"Beautifully controlled and liberatingly intelligent," (Michael Wilmington, The Chicago Tribune), The Seventh Continent is the first theatrical film written and directed by German-born auteur Michael Haneke (The Piano Teacher, Caché). "A shocking and potent statement about our times" (Jonathan Rosenbaum, The Chicago Reader), this acute chronicle of a family degenerating into self-destruction is the first of a feature-film trilogy (concluding with Benny's Video and 71 Fragments of a Chronology of Chance) that centers on the intersections between media, alienation and violence.
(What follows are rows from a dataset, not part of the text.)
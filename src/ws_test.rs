use super::*;
use std::collections::VecDeque;

/// Replays a fixed script of frames; a close frame marks the client closed.
struct ScriptedClient {
    inbox: VecDeque<Message>,
    sent: Vec<Value>,
    closed: bool,
    close_code: Option<u16>,
    close_reason: Option<String>,
}

impl ScriptedClient {
    fn new(frames: Vec<Message>) -> Self {
        Self { inbox: frames.into(), sent: Vec::new(), closed: false, close_code: None, close_reason: None }
    }
}

#[async_trait]
impl WebSocketClient for ScriptedClient {
    fn name(&self) -> &str {
        "scripted"
    }

    async fn send_json(&mut self, payload: &Value) -> Result<(), HarnessError> {
        self.sent.push(payload.clone());
        Ok(())
    }

    async fn send_bytes(&mut self, _payload: &[u8]) -> Result<(), HarnessError> {
        Ok(())
    }

    async fn receive(&mut self, _timeout: Option<Duration>) -> Result<Message, HarnessError> {
        let Some(message) = self.inbox.pop_front() else {
            return Err(HarnessError::Timeout);
        };
        if message.kind == MessageKind::Close {
            self.closed = true;
            self.close_code = message.extra.as_deref().and_then(|c| c.parse().ok());
            self.close_reason = Some(String::from_utf8_lossy(&message.data).into_owned());
        }
        Ok(message)
    }

    async fn close(&mut self) -> Result<(), HarnessError> {
        self.closed = true;
        Ok(())
    }

    fn closed(&self) -> bool {
        self.closed
    }

    fn close_code(&self) -> Option<u16> {
        self.close_code
    }

    fn close_reason(&self) -> Option<&str> {
        self.close_reason.as_deref()
    }
}

fn text(value: &Value) -> Message {
    Message::new(MessageKind::Text, value.to_string())
}

#[tokio::test]
async fn messages_stop_after_close_frame() {
    let mut client = ScriptedClient::new(vec![
        text(&serde_json::json!({"type": "connection_ack"})),
        text(&serde_json::json!({"type": "ka"})),
        Message::close(4400, "Failed to parse message"),
        text(&serde_json::json!({"type": "never"})),
    ]);

    let received: Vec<_> = messages(&mut client).collect().await;
    assert_eq!(received.len(), 3);
    assert_eq!(received[2].as_ref().unwrap().kind, MessageKind::Close);
    assert!(client.closed());
    assert_eq!(client.close_code(), Some(4400));
    client.assert_reason("Failed to parse message");
}

#[tokio::test]
async fn messages_resume_from_current_state() {
    let mut client = ScriptedClient::new(vec![
        text(&serde_json::json!({"n": 1})),
        text(&serde_json::json!({"n": 2})),
        Message::close(1000, ""),
    ]);

    let first = messages(&mut client).next().await.unwrap().unwrap();
    assert_eq!(first.json().unwrap()["n"], 1);

    let rest: Vec<_> = messages(&mut client).collect().await;
    assert_eq!(rest.len(), 2);
    assert!(messages(&mut client).next().await.is_none());
}

#[tokio::test]
async fn messages_on_closed_client_is_empty() {
    let mut client = ScriptedClient::new(vec![text(&serde_json::json!({}))]);
    client.close().await.unwrap();
    let dyn_client: &mut dyn WebSocketClient = &mut client;
    assert!(messages(dyn_client).next().await.is_none());
}

#[tokio::test]
async fn receive_json_decodes_payload() {
    let mut client = ScriptedClient::new(vec![text(&serde_json::json!({"type": "pong"}))]);
    let value = client.receive_json(None).await.unwrap();
    assert_eq!(value, serde_json::json!({"type": "pong"}));
    client.send_json(&value).await.unwrap();
    assert_eq!(client.sent, vec![value]);
    assert_eq!(client.name(), "scripted");
}

#[tokio::test]
async fn receive_json_propagates_decode_errors() {
    let mut client = ScriptedClient::new(vec![Message::new(MessageKind::Text, "not json")]);
    let err = client.receive_json(None).await.unwrap_err();
    assert!(matches!(err, HarnessError::Json(_)));
}

#[test]
#[should_panic(expected = "unexpected websocket close reason")]
fn assert_reason_panics_on_mismatch() {
    let client = ScriptedClient {
        inbox: VecDeque::new(),
        sent: Vec::new(),
        closed: true,
        close_code: Some(4401),
        close_reason: Some("Unauthorized".to_owned()),
    };
    client.assert_reason("Too many initialisation requests");
}

#[test]
fn close_message_carries_code_in_extra() {
    let message = Message::close(4408, "Connection initialisation timeout");
    assert_eq!(message.extra.as_deref(), Some("4408"));
    assert_eq!(message.data, b"Connection initialisation timeout");
}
Described by Haneke as a reflection on "the progressive emotional glaciation of Austria," The Seventh Continent focuses on George (Dieter Berner), a middling engineer, and his sardonic wife Anna (Birgit Doll). Unable to empathize with their daughter's compulsion for lying and uninterested in each other's emotional well-being, the couple turns their pedestrian way of life into a vortex of subjective malaise. And while a recurring ad for an Australian vacation stands as a signal of potential blissfulness, the couple's perfunctory melancholy eventually materializes into barbarism.
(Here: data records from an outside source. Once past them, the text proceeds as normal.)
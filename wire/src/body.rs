//! Request body assembly for GET, POST JSON and POST multipart.

use serde_json::{Map, Value};

use crate::filemap::build_multipart_file_map;
use crate::{BodyError, Files, Method, Variables};

/// The payload an adapter puts on the wire.
#[derive(Clone, Debug, PartialEq)]
pub enum RequestBody {
    /// JSON object: the POST body, or the GET query fields.
    Json(Map<String, Value>),
    /// Multipart upload envelope with JSON-encoded parts.
    Multipart { operations: String, map: String },
}

impl RequestBody {
    /// Render the body as string fields, the way GET query strings and
    /// multipart text parts carry them.
    #[must_use]
    pub fn to_query_pairs(&self) -> Vec<(String, String)> {
        match self {
            Self::Json(fields) => fields
                .iter()
                .map(|(key, value)| {
                    let value = match value {
                        Value::String(s) => s.clone(),
                        other => other.to_string(),
                    };
                    (key.clone(), value)
                })
                .collect(),
            Self::Multipart { operations, map } => vec![
                ("operations".to_owned(), operations.clone()),
                ("map".to_owned(), map.clone()),
            ],
        }
    }
}

/// Assemble a GraphQL-over-HTTP request body.
///
/// Returns `Ok(None)` when there is no query, which adapters use for
/// non-GraphQL passthrough requests.
///
/// # Errors
///
/// Returns [`BodyError::Precondition`] when variables or files are given
/// without a query, or files without variables. File-map failures and JSON
/// encoding failures propagate.
pub fn build_body(
    query: Option<&str>,
    variables: Option<&Variables>,
    files: Option<&Files>,
    method: Method,
) -> Result<Option<RequestBody>, BodyError> {
    let Some(query) = query else {
        if files.is_some() {
            return Err(BodyError::Precondition("files given without a query"));
        }
        if variables.is_some() {
            return Err(BodyError::Precondition("variables given without a query"));
        }
        return Ok(None);
    };

    let mut body = Map::new();
    body.insert("query".to_owned(), Value::String(query.to_owned()));

    let non_empty_variables = variables.filter(|v| !v.is_empty());
    if let Some(vars) = non_empty_variables {
        body.insert("variables".to_owned(), Value::Object(vars.clone()));
    }

    if let Some(files) = files.filter(|f| !f.is_empty()) {
        let Some(vars) = variables else {
            return Err(BodyError::Precondition("files given without variables"));
        };
        let file_map = build_multipart_file_map(vars, files)?;
        return Ok(Some(RequestBody::Multipart {
            operations: serde_json::to_string(&body)?,
            map: serde_json::to_string(&file_map)?,
        }));
    }

    if method == Method::Get {
        if let Some(vars) = non_empty_variables {
            body.insert("variables".to_owned(), Value::String(serde_json::to_string(vars)?));
        }
    }

    Ok(Some(RequestBody::Json(body)))
}

#[cfg(test)]
#[path = "body_test.rs"]
mod tests;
Based on a true story, and filmed as a succession of beautifully composed and yet mundane tableaux, this unsentimental depiction of individual and family collapse "ranks among the most truly terrifying in modern cinema" (Michael Wilmington, The Chicago Tribune). More than a metaphor of hope and escape, The Seventh Continent is a meticulous dive into the postmodern disregard of affect -- and a stark look at lives severed from feelings.